*** Data listing Section Begins ***
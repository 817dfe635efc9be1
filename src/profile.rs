//! User profile types.
//!
//! A [`Profile`] is a flat value describing one user's biometric inputs. It is never mutated by
//! this crate; every estimation is a pure function of the profile handed in.
//!
//! All enumerations parse from strings through [`std::str::FromStr`], accepting only their
//! snake_case identifier (`"lightly_active"`) or their variant name (`"LightlyActive"`).
//! Human-readable labels are for display only and are rejected by the parser.

use std::{fmt, ops::RangeInclusive, str::FromStr};

use serde::{Deserialize, Serialize};

/// Accepted age range, in years.
pub const AGE_RANGE: RangeInclusive<u32> = 10..=100;

/// Accepted weight range, in kilograms.
pub const WEIGHT_KG_RANGE: RangeInclusive<f64> = 30.0..=200.0;

/// Accepted height range, in centimeters.
pub const HEIGHT_CM_RANGE: RangeInclusive<f64> = 100.0..=250.0;

/// A profile that cannot be used for estimation.
#[derive(Clone, Debug, PartialEq, thiserror::Error)]
pub enum InvalidProfile {
    #[error("age {0} is outside of {min}..={max} years", min = AGE_RANGE.start(), max = AGE_RANGE.end())]
    Age(u32),
    #[error("weight {0} kg is outside of {min}..={max} kg", min = WEIGHT_KG_RANGE.start(), max = WEIGHT_KG_RANGE.end())]
    WeightKg(f64),
    #[error("height {0} cm is outside of {min}..={max} cm", min = HEIGHT_CM_RANGE.start(), max = HEIGHT_CM_RANGE.end())]
    HeightCm(f64),
    #[error("unknown sex: {0:?}")]
    UnknownSex(String),
    #[error("unknown activity tier: {0:?}")]
    UnknownActivityTier(String),
    #[error("unknown goal: {0:?}")]
    UnknownGoal(String),
}

/// Biological sex category, as used by the Mifflin-St Jeor equation.
#[derive(Clone, Copy, Debug, PartialEq, Eq, Hash, Serialize, Deserialize)]
#[serde(rename_all = "snake_case", try_from = "String")]
pub enum Sex {
    Male,
    Female,
}

impl Sex {
    /// Returns the lowercase display label.
    pub fn label(self) -> &'static str {
        match self {
            Sex::Male => "male",
            Sex::Female => "female",
        }
    }
}

/// How much a person exercises in a typical week.
#[derive(Clone, Copy, Debug, PartialEq, Eq, Hash, Serialize, Deserialize)]
#[serde(rename_all = "snake_case", try_from = "String")]
pub enum ActivityTier {
    /// Little or no exercise.
    Sedentary,
    /// Exercise 1-3 days a week.
    LightlyActive,
    /// Exercise 3-5 days a week.
    ModeratelyActive,
    /// Exercise 6-7 days a week.
    VeryActive,
    /// Training twice a day.
    SuperActive,
}

impl ActivityTier {
    /// All tiers, from least to most active.
    pub const ALL: [ActivityTier; 5] = [
        ActivityTier::Sedentary,
        ActivityTier::LightlyActive,
        ActivityTier::ModeratelyActive,
        ActivityTier::VeryActive,
        ActivityTier::SuperActive,
    ];

    /// Multiplier applied to the basal metabolic rate.
    pub fn multiplier(self) -> f64 {
        match self {
            ActivityTier::Sedentary => 1.2,
            ActivityTier::LightlyActive => 1.375,
            ActivityTier::ModeratelyActive => 1.55,
            ActivityTier::VeryActive => 1.725,
            ActivityTier::SuperActive => 1.9,
        }
    }

    /// Human-readable label, suitable for prompts and menus.
    pub fn label(self) -> &'static str {
        match self {
            ActivityTier::Sedentary => "Sedentary (little or no exercise)",
            ActivityTier::LightlyActive => "Lightly active (1-3 days/week)",
            ActivityTier::ModeratelyActive => "Moderately active (3-5 days/week)",
            ActivityTier::VeryActive => "Very active (6-7 days/week)",
            ActivityTier::SuperActive => "Super active (twice/day)",
        }
    }
}

/// What the user wants to achieve.
#[derive(Clone, Copy, Debug, Default, PartialEq, Eq, Hash, Serialize, Deserialize)]
#[serde(rename_all = "snake_case", try_from = "String")]
pub enum Goal {
    WeightLoss,
    Bulking,
    Endurance,
    #[default]
    GeneralFitness,
}

impl Goal {
    /// All goals, in menu order.
    pub const ALL: [Goal; 4] = [
        Goal::WeightLoss,
        Goal::Bulking,
        Goal::Endurance,
        Goal::GeneralFitness,
    ];

    /// Human-readable label.
    pub fn label(self) -> &'static str {
        match self {
            Goal::WeightLoss => "Weight Loss",
            Goal::Bulking => "Bulking",
            Goal::Endurance => "Endurance",
            Goal::GeneralFitness => "General Fitness",
        }
    }

    /// Factor applied to the maintenance estimate to obtain a daily intake target.
    pub fn calorie_factor(self) -> f64 {
        match self {
            Goal::WeightLoss => 0.85,
            Goal::Bulking => 1.15,
            Goal::Endurance | Goal::GeneralFitness => 1.0,
        }
    }
}

/// Implements `FromStr`, `TryFrom<String>` and `Display` for a unit enum.
///
/// Each variant is matched against its snake_case identifier and its variant name, nothing else.
macro_rules! parse_enum {
    ($ty:ident, $err:ident, { $($variant:ident => $ident:literal),+ $(,)? }) => {
        impl FromStr for $ty {
            type Err = InvalidProfile;

            fn from_str(s: &str) -> Result<Self, Self::Err> {
                $(
                    if s == $ident || s == stringify!($variant) {
                        return Ok($ty::$variant);
                    }
                )+
                Err(InvalidProfile::$err(s.to_owned()))
            }
        }

        impl TryFrom<String> for $ty {
            type Error = InvalidProfile;

            fn try_from(value: String) -> Result<Self, Self::Error> {
                value.parse()
            }
        }

        impl fmt::Display for $ty {
            fn fmt(&self, f: &mut fmt::Formatter<'_>) -> fmt::Result {
                f.write_str(match self {
                    $($ty::$variant => $ident,)+
                })
            }
        }
    };
}

parse_enum!(Sex, UnknownSex, {
    Male => "male",
    Female => "female",
});

parse_enum!(ActivityTier, UnknownActivityTier, {
    Sedentary => "sedentary",
    LightlyActive => "lightly_active",
    ModeratelyActive => "moderately_active",
    VeryActive => "very_active",
    SuperActive => "super_active",
});

parse_enum!(Goal, UnknownGoal, {
    WeightLoss => "weight_loss",
    Bulking => "bulking",
    Endurance => "endurance",
    GeneralFitness => "general_fitness",
});

/// One user's biometric profile.
#[derive(Clone, Copy, Debug, PartialEq, Serialize, Deserialize)]
#[serde(default)]
pub struct Profile {
    /// Age in years.
    pub age: u32,
    /// Body weight in kilograms.
    pub weight_kg: f64,
    /// Height in centimeters.
    pub height_cm: f64,
    pub sex: Sex,
    pub activity_tier: ActivityTier,
}

impl Profile {
    /// Creates a new, validated profile.
    pub fn new(
        age: u32,
        weight_kg: f64,
        height_cm: f64,
        sex: Sex,
        activity_tier: ActivityTier,
    ) -> Result<Self, InvalidProfile> {
        let profile = Self {
            age,
            weight_kg,
            height_cm,
            sex,
            activity_tier,
        };
        profile.validate()?;
        Ok(profile)
    }

    /// Checks every numeric field against its accepted range.
    ///
    /// `NaN` is never inside a range and is rejected.
    pub fn validate(&self) -> Result<(), InvalidProfile> {
        if !AGE_RANGE.contains(&self.age) {
            return Err(InvalidProfile::Age(self.age));
        }
        if !WEIGHT_KG_RANGE.contains(&self.weight_kg) {
            return Err(InvalidProfile::WeightKg(self.weight_kg));
        }
        if !HEIGHT_CM_RANGE.contains(&self.height_cm) {
            return Err(InvalidProfile::HeightCm(self.height_cm));
        }
        Ok(())
    }
}

impl Default for Profile {
    fn default() -> Self {
        Self {
            age: 30,
            weight_kg: 70.0,
            height_cm: 170.0,
            sex: Sex::Male,
            activity_tier: ActivityTier::Sedentary,
        }
    }
}

#[cfg(test)]
mod tests {
    use super::{ActivityTier, Goal, InvalidProfile, Profile, Sex};

    #[test]
    fn test_default_profile_is_valid() {
        assert!(Profile::default().validate().is_ok());
    }

    #[test]
    fn test_range_boundaries_are_inclusive() {
        assert!(Profile::new(10, 30.0, 100.0, Sex::Female, ActivityTier::Sedentary).is_ok());
        assert!(Profile::new(100, 200.0, 250.0, Sex::Male, ActivityTier::SuperActive).is_ok());
    }

    #[test]
    fn test_out_of_range_fields_are_rejected() {
        assert_eq!(
            Profile::new(5, 70.0, 170.0, Sex::Male, ActivityTier::Sedentary),
            Err(InvalidProfile::Age(5))
        );
        assert_eq!(
            Profile::new(101, 70.0, 170.0, Sex::Male, ActivityTier::Sedentary),
            Err(InvalidProfile::Age(101))
        );
        assert_eq!(
            Profile::new(30, 29.9, 170.0, Sex::Male, ActivityTier::Sedentary),
            Err(InvalidProfile::WeightKg(29.9))
        );
        assert_eq!(
            Profile::new(30, 70.0, 250.5, Sex::Male, ActivityTier::Sedentary),
            Err(InvalidProfile::HeightCm(250.5))
        );
    }

    #[test]
    fn test_nan_is_rejected() {
        let result = Profile::new(30, f64::NAN, 170.0, Sex::Male, ActivityTier::Sedentary);
        assert!(matches!(result, Err(InvalidProfile::WeightKg(_))));
    }

    #[test]
    fn test_activity_tier_parsing_is_strict() {
        assert_eq!(
            "super_active".parse::<ActivityTier>(),
            Ok(ActivityTier::SuperActive)
        );
        assert_eq!(
            "LightlyActive".parse::<ActivityTier>(),
            Ok(ActivityTier::LightlyActive)
        );
        assert_eq!(
            "Super active (twice/day)".parse::<ActivityTier>(),
            Err(InvalidProfile::UnknownActivityTier(
                "Super active (twice/day)".to_owned()
            ))
        );
        assert!("".parse::<ActivityTier>().is_err());
    }

    #[test]
    fn test_display_round_trips_through_parse() {
        for tier in ActivityTier::ALL {
            assert_eq!(tier.to_string().parse::<ActivityTier>(), Ok(tier));
        }
        for goal in Goal::ALL {
            assert_eq!(goal.to_string().parse::<Goal>(), Ok(goal));
        }
        assert_eq!("female".parse::<Sex>(), Ok(Sex::Female));
        assert!("Female (she/her)".parse::<Sex>().is_err());
    }

    #[test]
    fn test_deserialize_uses_strict_parser() {
        let profile: Profile = serde_json::from_str(
            r#"{"age":41,"weight_kg":82.5,"height_cm":181.0,"sex":"male","activity_tier":"very_active"}"#,
        )
        .expect("should deserialize profile");
        assert_eq!(profile.activity_tier, ActivityTier::VeryActive);
        assert_eq!(profile.age, 41);

        let err = serde_json::from_str::<Profile>(r#"{"activity_tier":"Very active"}"#)
            .expect_err("label must not be accepted");
        assert!(err.to_string().contains("unknown activity tier"));
    }

    #[test]
    fn test_missing_fields_use_defaults() {
        let profile: Profile =
            serde_json::from_str(r#"{"sex":"female"}"#).expect("should deserialize profile");
        assert_eq!(profile.sex, Sex::Female);
        assert_eq!(profile.age, 30);
        assert_eq!(profile.activity_tier, ActivityTier::Sedentary);
    }
}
*** Data listing Section Ends ***
▸ Problem to work on:
Copy every line of the data above, beginning with the first and ending with the line that contains "accepting only their", and give nothing more.

▸ Answer box:
repository 817dfe635efc9be1
filename src/profile.rs
//! User profile types.
//!
//! A [`Profile`] is a flat value describing one user's biometric inputs. It is never mutated by
//! this crate; every estimation is a pure function of the profile handed in.
//!
//! All enumerations parse from strings through [`std::str::FromStr`], accepting only their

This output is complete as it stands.